**WHAT THIS TASK INVOLVES:** Please write out, exactly, every line of the listing from its first line through the one that includes "stays correct under".

**GIVEN DATA:**
________

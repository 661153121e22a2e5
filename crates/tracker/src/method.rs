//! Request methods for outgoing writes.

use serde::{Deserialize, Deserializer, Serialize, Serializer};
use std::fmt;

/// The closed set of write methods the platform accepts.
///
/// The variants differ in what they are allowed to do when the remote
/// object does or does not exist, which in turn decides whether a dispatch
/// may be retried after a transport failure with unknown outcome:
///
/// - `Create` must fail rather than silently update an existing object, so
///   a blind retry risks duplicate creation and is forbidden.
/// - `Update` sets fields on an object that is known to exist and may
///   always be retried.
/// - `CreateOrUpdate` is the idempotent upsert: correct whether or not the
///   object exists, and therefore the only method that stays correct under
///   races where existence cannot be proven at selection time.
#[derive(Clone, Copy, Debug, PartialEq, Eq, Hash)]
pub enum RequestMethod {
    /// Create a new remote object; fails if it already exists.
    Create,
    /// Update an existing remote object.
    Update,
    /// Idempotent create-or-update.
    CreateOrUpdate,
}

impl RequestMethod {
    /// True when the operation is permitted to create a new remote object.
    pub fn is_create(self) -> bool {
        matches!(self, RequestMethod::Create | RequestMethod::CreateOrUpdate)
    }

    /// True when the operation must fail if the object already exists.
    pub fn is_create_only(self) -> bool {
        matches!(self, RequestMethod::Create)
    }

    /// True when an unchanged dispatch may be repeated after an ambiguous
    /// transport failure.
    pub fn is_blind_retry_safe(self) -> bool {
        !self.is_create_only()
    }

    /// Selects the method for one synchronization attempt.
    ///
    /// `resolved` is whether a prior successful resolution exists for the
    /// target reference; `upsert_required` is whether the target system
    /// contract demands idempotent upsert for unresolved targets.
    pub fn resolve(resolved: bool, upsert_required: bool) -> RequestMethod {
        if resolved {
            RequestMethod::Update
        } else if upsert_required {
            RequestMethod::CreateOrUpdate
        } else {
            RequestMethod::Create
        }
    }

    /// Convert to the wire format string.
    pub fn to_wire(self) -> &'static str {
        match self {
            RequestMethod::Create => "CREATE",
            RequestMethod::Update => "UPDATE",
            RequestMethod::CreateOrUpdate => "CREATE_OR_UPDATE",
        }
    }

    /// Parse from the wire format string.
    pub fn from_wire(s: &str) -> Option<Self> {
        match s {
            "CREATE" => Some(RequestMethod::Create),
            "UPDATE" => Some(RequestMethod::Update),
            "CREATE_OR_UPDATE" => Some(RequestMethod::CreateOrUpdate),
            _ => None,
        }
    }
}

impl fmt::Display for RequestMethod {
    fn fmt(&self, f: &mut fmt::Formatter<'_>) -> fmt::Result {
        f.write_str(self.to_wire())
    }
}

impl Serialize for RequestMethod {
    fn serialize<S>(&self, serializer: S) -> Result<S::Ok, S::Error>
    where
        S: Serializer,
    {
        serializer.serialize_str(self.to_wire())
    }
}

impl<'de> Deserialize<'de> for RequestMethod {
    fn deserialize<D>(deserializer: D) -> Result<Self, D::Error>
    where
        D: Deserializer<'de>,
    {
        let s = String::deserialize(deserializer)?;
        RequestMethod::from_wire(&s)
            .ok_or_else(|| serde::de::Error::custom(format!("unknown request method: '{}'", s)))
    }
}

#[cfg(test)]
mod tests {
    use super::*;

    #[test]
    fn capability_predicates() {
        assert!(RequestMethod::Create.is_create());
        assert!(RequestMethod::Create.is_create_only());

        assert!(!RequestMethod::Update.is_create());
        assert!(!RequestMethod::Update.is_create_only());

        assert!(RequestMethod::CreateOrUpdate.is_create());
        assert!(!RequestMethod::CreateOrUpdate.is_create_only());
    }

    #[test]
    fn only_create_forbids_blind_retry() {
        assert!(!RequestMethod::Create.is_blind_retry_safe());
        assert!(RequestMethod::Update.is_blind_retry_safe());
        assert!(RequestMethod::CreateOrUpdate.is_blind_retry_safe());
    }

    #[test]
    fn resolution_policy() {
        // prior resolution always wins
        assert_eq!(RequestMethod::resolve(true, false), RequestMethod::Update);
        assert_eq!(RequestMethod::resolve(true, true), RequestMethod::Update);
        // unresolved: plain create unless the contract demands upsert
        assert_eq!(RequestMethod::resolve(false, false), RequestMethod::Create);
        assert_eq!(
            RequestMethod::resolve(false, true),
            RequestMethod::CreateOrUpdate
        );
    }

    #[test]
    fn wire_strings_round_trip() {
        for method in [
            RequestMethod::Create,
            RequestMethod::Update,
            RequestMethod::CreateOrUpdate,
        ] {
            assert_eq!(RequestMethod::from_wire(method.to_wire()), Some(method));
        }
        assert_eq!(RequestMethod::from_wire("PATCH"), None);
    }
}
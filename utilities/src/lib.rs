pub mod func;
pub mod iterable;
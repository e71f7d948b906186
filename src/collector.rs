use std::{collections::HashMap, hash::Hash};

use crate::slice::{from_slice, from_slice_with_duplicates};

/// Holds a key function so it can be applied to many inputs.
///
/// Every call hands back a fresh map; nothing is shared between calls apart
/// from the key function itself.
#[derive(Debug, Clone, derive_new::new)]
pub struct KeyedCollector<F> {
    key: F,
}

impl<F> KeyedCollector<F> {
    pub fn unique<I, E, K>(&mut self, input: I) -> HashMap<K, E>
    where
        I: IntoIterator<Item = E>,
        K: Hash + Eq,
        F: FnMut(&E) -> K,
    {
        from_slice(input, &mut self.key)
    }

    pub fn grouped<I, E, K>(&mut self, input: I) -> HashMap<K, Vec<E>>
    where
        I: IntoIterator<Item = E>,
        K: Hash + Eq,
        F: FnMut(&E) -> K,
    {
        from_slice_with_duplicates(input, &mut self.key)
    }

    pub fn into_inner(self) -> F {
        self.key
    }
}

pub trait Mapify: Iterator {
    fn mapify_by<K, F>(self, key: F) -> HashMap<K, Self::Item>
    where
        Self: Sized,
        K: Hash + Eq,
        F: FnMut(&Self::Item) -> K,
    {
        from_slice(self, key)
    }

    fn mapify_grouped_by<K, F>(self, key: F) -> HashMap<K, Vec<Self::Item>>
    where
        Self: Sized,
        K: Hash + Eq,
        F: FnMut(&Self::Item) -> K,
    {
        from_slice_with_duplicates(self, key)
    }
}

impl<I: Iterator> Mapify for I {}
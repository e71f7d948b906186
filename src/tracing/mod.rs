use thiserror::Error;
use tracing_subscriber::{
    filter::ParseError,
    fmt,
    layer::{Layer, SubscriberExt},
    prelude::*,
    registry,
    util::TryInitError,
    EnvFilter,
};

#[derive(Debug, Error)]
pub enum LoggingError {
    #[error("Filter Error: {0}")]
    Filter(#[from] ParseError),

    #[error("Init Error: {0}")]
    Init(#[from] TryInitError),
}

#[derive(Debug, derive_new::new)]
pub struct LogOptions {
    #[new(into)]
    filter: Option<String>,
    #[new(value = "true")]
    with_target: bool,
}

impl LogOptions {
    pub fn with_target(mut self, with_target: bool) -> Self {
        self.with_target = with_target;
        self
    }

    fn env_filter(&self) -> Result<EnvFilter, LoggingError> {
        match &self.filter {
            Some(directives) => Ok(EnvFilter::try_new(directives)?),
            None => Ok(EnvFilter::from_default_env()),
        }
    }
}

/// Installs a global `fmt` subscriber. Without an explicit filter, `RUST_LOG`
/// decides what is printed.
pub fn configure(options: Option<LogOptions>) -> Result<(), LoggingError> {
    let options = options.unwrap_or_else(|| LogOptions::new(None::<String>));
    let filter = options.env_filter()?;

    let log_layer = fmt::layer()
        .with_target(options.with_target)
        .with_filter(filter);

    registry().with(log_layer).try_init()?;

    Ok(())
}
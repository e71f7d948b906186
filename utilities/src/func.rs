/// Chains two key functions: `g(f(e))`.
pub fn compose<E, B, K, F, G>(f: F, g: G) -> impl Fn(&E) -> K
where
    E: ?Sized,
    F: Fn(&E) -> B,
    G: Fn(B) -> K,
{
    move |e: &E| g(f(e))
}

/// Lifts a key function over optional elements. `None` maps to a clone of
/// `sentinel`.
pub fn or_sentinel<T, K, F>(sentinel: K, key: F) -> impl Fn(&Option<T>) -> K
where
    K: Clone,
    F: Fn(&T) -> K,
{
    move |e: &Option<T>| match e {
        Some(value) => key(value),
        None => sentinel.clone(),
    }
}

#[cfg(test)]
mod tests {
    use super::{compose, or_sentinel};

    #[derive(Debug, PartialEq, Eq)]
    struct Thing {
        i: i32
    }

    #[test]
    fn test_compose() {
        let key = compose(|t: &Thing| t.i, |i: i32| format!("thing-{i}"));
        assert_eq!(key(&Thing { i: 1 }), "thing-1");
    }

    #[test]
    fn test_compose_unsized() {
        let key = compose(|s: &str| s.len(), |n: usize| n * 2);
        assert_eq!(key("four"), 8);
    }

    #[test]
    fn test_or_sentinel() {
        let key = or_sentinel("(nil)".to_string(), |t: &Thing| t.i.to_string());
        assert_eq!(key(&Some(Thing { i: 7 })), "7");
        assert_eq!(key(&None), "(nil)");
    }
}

________

**WRITTEN RESPONSE:**
repository 661153121e22a2e5
filename crates/tracker/src/method.rs
//! Request methods for outgoing writes.

use serde::{Deserialize, Deserializer, Serialize, Serializer};
use std::fmt;

/// The closed set of write methods the platform accepts.
///
/// The variants differ in what they are allowed to do when the remote
/// object does or does not exist, which in turn decides whether a dispatch
/// may be retried after a transport failure with unknown outcome:
///
/// - `Create` must fail rather than silently update an existing object, so
///   a blind retry risks duplicate creation and is forbidden.
/// - `Update` sets fields on an object that is known to exist and may
///   always be retried.
/// - `CreateOrUpdate` is the idempotent upsert: correct whether or not the
///   object exists, and therefore the only method that stays correct under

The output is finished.